> **Exercise description**
Lines from the records below that contain the word "HttpAnalyzer" are to be copied out.

Supplied records below:

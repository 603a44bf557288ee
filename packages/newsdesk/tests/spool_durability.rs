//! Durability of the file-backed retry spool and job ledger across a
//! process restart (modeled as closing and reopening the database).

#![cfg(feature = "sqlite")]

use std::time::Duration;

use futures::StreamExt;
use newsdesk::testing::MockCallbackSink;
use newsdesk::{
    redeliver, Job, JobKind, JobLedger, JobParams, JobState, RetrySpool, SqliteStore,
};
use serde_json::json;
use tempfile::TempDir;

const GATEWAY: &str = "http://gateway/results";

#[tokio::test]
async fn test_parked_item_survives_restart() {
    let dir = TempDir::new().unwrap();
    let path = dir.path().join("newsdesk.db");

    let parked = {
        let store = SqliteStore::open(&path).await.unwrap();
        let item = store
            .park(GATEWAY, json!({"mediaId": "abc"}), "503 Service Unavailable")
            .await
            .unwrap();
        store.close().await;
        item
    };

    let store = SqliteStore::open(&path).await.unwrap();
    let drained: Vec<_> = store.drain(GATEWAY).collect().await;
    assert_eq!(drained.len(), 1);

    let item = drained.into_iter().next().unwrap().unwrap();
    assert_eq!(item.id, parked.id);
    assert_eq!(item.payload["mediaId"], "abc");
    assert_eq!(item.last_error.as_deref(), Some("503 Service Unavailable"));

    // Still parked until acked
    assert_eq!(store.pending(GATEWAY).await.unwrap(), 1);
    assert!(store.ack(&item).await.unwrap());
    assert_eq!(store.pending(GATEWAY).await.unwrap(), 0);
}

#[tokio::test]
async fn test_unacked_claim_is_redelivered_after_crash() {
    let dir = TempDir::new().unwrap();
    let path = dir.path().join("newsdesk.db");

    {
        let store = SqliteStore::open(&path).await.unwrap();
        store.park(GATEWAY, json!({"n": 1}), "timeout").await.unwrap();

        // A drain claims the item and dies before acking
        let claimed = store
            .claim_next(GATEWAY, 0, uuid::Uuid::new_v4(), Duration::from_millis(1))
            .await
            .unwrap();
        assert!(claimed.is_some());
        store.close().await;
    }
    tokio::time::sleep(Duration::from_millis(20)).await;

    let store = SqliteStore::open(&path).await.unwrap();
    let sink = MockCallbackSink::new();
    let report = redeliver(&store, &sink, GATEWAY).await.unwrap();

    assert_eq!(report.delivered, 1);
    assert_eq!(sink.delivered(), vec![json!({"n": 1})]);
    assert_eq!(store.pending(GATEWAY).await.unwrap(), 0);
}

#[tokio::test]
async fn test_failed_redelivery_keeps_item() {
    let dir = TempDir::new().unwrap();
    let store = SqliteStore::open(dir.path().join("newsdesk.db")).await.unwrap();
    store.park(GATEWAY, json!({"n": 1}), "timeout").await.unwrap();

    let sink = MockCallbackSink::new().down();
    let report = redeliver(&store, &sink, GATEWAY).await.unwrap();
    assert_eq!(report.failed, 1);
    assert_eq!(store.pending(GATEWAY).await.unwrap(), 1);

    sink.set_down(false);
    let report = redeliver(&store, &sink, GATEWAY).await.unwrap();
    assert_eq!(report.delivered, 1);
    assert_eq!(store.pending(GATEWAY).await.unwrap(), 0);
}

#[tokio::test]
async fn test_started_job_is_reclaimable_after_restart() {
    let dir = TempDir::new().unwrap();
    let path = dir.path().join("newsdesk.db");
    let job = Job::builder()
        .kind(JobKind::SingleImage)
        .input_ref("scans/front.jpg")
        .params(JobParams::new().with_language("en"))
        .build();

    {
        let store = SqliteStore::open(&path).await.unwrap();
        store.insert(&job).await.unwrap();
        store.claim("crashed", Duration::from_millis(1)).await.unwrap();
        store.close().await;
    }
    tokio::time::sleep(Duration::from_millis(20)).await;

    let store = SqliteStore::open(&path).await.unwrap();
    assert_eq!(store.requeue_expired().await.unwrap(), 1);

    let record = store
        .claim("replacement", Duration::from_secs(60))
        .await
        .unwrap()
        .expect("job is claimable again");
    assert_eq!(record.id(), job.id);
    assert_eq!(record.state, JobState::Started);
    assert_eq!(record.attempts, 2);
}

End of Supplied records.
Supplied records below:

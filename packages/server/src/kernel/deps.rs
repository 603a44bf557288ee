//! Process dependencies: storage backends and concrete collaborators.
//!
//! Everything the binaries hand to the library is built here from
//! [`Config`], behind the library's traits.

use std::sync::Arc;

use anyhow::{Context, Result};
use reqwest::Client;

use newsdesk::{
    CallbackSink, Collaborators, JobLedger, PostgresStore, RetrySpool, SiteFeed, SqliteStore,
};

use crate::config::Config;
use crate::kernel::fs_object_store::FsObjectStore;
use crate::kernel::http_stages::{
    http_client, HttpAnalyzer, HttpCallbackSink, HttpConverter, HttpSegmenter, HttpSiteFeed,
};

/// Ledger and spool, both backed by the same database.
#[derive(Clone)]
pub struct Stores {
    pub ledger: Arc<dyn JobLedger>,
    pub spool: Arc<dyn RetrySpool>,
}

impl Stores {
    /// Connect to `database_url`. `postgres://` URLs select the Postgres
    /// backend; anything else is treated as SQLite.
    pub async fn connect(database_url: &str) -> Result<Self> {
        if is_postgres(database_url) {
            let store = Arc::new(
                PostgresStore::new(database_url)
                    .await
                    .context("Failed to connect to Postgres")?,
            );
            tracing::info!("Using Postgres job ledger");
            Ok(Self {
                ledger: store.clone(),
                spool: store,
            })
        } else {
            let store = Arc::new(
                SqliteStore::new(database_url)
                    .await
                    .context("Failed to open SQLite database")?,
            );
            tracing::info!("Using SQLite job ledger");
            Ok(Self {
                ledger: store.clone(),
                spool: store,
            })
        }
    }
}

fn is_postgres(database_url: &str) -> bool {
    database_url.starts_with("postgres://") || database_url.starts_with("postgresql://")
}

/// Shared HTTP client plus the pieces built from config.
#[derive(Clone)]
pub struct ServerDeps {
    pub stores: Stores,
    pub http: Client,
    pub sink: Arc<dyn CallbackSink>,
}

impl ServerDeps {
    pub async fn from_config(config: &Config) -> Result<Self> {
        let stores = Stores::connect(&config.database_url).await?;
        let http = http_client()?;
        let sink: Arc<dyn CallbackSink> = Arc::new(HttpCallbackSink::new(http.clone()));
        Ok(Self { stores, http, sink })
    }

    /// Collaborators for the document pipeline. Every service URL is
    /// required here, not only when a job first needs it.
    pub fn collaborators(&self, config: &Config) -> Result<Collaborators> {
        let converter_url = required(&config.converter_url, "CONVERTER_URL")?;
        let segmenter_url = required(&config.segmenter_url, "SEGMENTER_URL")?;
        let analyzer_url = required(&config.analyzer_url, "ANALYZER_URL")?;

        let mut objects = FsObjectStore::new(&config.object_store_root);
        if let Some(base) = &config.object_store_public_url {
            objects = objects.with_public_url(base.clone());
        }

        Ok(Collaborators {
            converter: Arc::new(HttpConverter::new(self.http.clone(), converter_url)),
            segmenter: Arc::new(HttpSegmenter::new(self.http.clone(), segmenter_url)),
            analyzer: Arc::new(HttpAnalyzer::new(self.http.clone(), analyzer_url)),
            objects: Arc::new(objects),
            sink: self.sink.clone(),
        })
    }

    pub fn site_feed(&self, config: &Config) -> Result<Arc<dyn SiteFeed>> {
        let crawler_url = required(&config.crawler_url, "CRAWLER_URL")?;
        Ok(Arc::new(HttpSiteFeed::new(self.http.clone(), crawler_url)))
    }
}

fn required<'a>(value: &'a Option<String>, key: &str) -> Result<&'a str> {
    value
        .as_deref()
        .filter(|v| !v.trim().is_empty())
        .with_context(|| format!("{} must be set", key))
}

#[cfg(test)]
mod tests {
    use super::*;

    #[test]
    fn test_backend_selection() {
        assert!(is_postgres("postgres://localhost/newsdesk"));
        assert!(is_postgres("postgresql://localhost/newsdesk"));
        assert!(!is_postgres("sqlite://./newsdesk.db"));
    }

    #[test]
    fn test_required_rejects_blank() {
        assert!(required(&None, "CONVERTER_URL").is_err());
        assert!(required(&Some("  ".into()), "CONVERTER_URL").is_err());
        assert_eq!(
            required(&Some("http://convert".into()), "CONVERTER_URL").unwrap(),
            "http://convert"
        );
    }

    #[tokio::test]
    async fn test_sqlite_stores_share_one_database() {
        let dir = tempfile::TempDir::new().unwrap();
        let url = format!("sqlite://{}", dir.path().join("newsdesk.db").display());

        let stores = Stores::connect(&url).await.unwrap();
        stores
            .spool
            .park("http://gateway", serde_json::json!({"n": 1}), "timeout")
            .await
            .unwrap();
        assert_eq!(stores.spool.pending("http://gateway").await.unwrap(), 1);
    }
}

End of Supplied records.

> **Answer for this exercise**
    http_client, HttpAnalyzer, HttpCallbackSink, HttpConverter, HttpSegmenter, HttpSiteFeed,
            analyzer: Arc::new(HttpAnalyzer::new(self.http.clone(), analyzer_url)),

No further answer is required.